Requirements Engineering and Management – What can I do?

Author: Thomas Batt, MicroConsult GmbH

Contribution – Embedded Software Engineering Congress 2017

Capturing and managing requirements is a key to successful projects. Whether in a traditional or agile process environment, professional requirements engineering and management for embedded and real-time systems shortens your project timelines and saves on development and maintenance costs. Take on this challenge!

The checklist underlying this article was created based on my professional experience and the execution of numerous seminars and coaching sessions on requirements engineering and management (see below). PDF, Image 1).

This checklist is designed to show you what you can introduce, implement, and optimize regarding requirements in your company. It is also a treasure trove of valuable practical tips.

The following article addresses each item on the checklist in turn and explains the background. Important for understanding: Where the term "system" is used, it can be replaced by other domains such as embedded software or hardware.

The Requirements Engineering and Management Checklist, along with the associated documentation, is available for download at [1].

Requirements Engineering – Identifying, documenting, and managing requirements

Separate requirements (WHAT) from implementation (HOW).

Distinguish between requirements, both conceptually, in writing, and organizationally. Requirements refer to the WHAT, and implementation to HOW. Only in a few justifiable cases do requirements not include a HOW.

Identify and represent the requirement context

Define the system to be required against its context in order to identify the external interfaces and thus the associated requirements.

(see. PDF, Image 2)

For a context view, the use-case diagram from UML (Unified Modeling Language) or SysML (Systems Modeling Language) is suitable as a graphical notation [5].

Capture requirements in textual form

The basis for everything else in development and testing are the requirements. You should capture these in textual form and, if necessary, supplement them with other forms of representation such as graphics and diagrams. To date (2017), no alternative notation method has been invented that can completely replace textual requirements capture.

Apply requirement templates

Use requirement templates [8] to achieve a very high level of requirement quality when writing the requirements.

Requirement template for autonomous system activity:

[When?] [Under what condition?] MUST | SHOULD THE SYSTEM
.

Request template for interactive system activity:

[When?] [Under what condition?] MUST | SHOULD THE SYSTEM OFFER THE OPPORTUNITY, .

Requirement template for potential system activity:

[When?] [Under what condition?] THE SYSTEM MUST | SHOULD BE CAPABLE,
.

Use natural language methods

To further improve the quality of the requirements, apply the natural language method [8] in addition to the requirement templates.

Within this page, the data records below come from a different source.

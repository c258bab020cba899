use std::path::PathBuf;
use std::sync::Arc;

use anyhow::Context;
use clap::{Parser, Subcommand};
use tracing::debug;

mod aggregate;
mod charts;
mod controller;
mod dataset;
mod error;
mod filter;
mod models;
mod report;
mod server;

use filter::{DateWindow, RangeSelection};
use models::{RatingMetric, Scope, ALL_TEAMS};

#[derive(Parser)]
#[command(name = "virtuoffice-analytics")]
#[command(about = "Weekly work-from-home survey dashboard", long_about = None)]
struct Cli {
    /// Survey CSV to load
    #[arg(long, global = true, default_value = "survey_data.csv")]
    data: PathBuf,

    /// Verbose logging
    #[arg(long, global = true)]
    debug: bool,

    #[command(subcommand)]
    command: Commands,
}

#[derive(Subcommand)]
enum Commands {
    /// Serve the dashboard over HTTP
    Serve {
        #[arg(long, default_value_t = 8050)]
        port: u16,
    },
    /// Print weekly modes for a team or the whole company
    Weeks {
        #[arg(long, default_value = ALL_TEAMS)]
        team: String,
        #[arg(long)]
        lo: Option<usize>,
        #[arg(long)]
        hi: Option<usize>,
        #[arg(long, default_value_t = 60)]
        limit: usize,
    },
    /// Generate a markdown report
    Report {
        #[arg(long, default_value = ALL_TEAMS)]
        team: String,
        #[arg(long)]
        lo: Option<usize>,
        #[arg(long)]
        hi: Option<usize>,
        #[arg(long, default_value = "report.md")]
        out: PathBuf,
    },
}

fn init_logging(debug: bool) {
    let default_level = if debug { "debug" } else { "info" };
    let filter = tracing_subscriber::EnvFilter::try_from_default_env()
        .unwrap_or_else(|_| tracing_subscriber::EnvFilter::new(default_level));

    tracing_subscriber::fmt()
        .with_env_filter(filter)
        .with_target(debug)
        .init();
}

fn resolve_range(dataset: &dataset::Dataset, lo: Option<usize>, hi: Option<usize>) -> RangeSelection {
    let default = dataset.default_range();
    RangeSelection::new(lo.unwrap_or(default.lo), hi.unwrap_or(default.hi))
}

#[tokio::main]
async fn main() -> anyhow::Result<()> {
    let cli = Cli::parse();
    init_logging(cli.debug);
    debug!("Data file: {}", cli.data.display());

    let dataset = dataset::load_path(&cli.data)
        .with_context(|| format!("failed to load survey data from {}", cli.data.display()))?;
    debug!("{} responses held in memory", dataset.records().len());

    match cli.command {
        Commands::Serve { port } => {
            server::DashboardServer::new(Arc::new(dataset), port)
                .start()
                .await?;
        }
        Commands::Weeks { team, lo, hi, limit } => {
            let scope = Scope::from_selection(&team);
            let range = resolve_range(&dataset, lo, hi);
            let window = DateWindow::from_marks(dataset.marks(), range)?;
            let rows = filter::filter_weeks(dataset.table(&scope)?, window);

            if rows.is_empty() {
                println!("No weeks found for this window.");
                return Ok(());
            }

            println!("Weekly modes for {} ({} to {}):", scope.label(), window.after, window.before);
            for row in rows.iter().take(limit) {
                println!(
                    "- {}: {} days WFH, productivity {}%, connection {}%, loneliness {}%",
                    row.date,
                    row.home_days,
                    row.rating(RatingMetric::Productivity),
                    row.rating(RatingMetric::Connections),
                    row.rating(RatingMetric::Loneliness),
                );
            }
        }
        Commands::Report { team, lo, hi, out } => {
            let scope = Scope::from_selection(&team);
            let range = resolve_range(&dataset, lo, hi);
            let report = report::build_report(&dataset, &scope, range)?;
            std::fs::write(&out, report)?;
            println!("Report written to {}.", out.display());
        }
    }

    Ok(())
}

This allows you to reverse the deletions, generalizations, and distortions that occur during the expression of knowledge.

Define and consider the required quality characteristics

Each requirement must meet the following quality characteristics: complete, correct, understandable, necessary, consistent, traceable, feasible, classified as binding, testable and [optional] atomic.

Product, project, and platform requirements differentiate

Be aware of these requirement categories:

Product requirements:
Requirements that describe the performance characteristics, capabilities, and properties of the product currently being developed.

Project requirements:
Requirements from project management, such as timelines, costs, scope of delivery and logistics

Platform requirements:
Requirements that are always valid for multiple products or for this product group -> Reusability of requirements

Differentiate between functional, non-functional, and assurance

Be aware of these types of requirements:

Functional requirements:
Externally visible/observable functionalities

Non-functional requirements:
Qualities, quality characteristics of individual functional requirements or of the entire system

Assurances as requirements:
Standards, norms, processes, technical assurances, project requirements

Define and record quality requirements

Describe not only functional requirements, but also their qualities and the qualities of the entire system.

Quantifying (abstract) quality characteristics

Quantify abstract quality attributes such as reusability. "The embedded software must be reusable." -> "The embedded software must be reusable to level 4." You only need to specify the different levels once. This clarifies what the embedded software must meet.

For specific quality characteristics, such as the power consumption of a system, you can directly set the value with a unit.

Make (abstract) quality characteristics testable / verifiable

In the grade specification described above, you and the test team also describe the testability / verifiability for fulfilling the (abstract) quality characteristic.

For specific quality characteristics, such as the power consumption of a system, testability/verifiability is usually clear.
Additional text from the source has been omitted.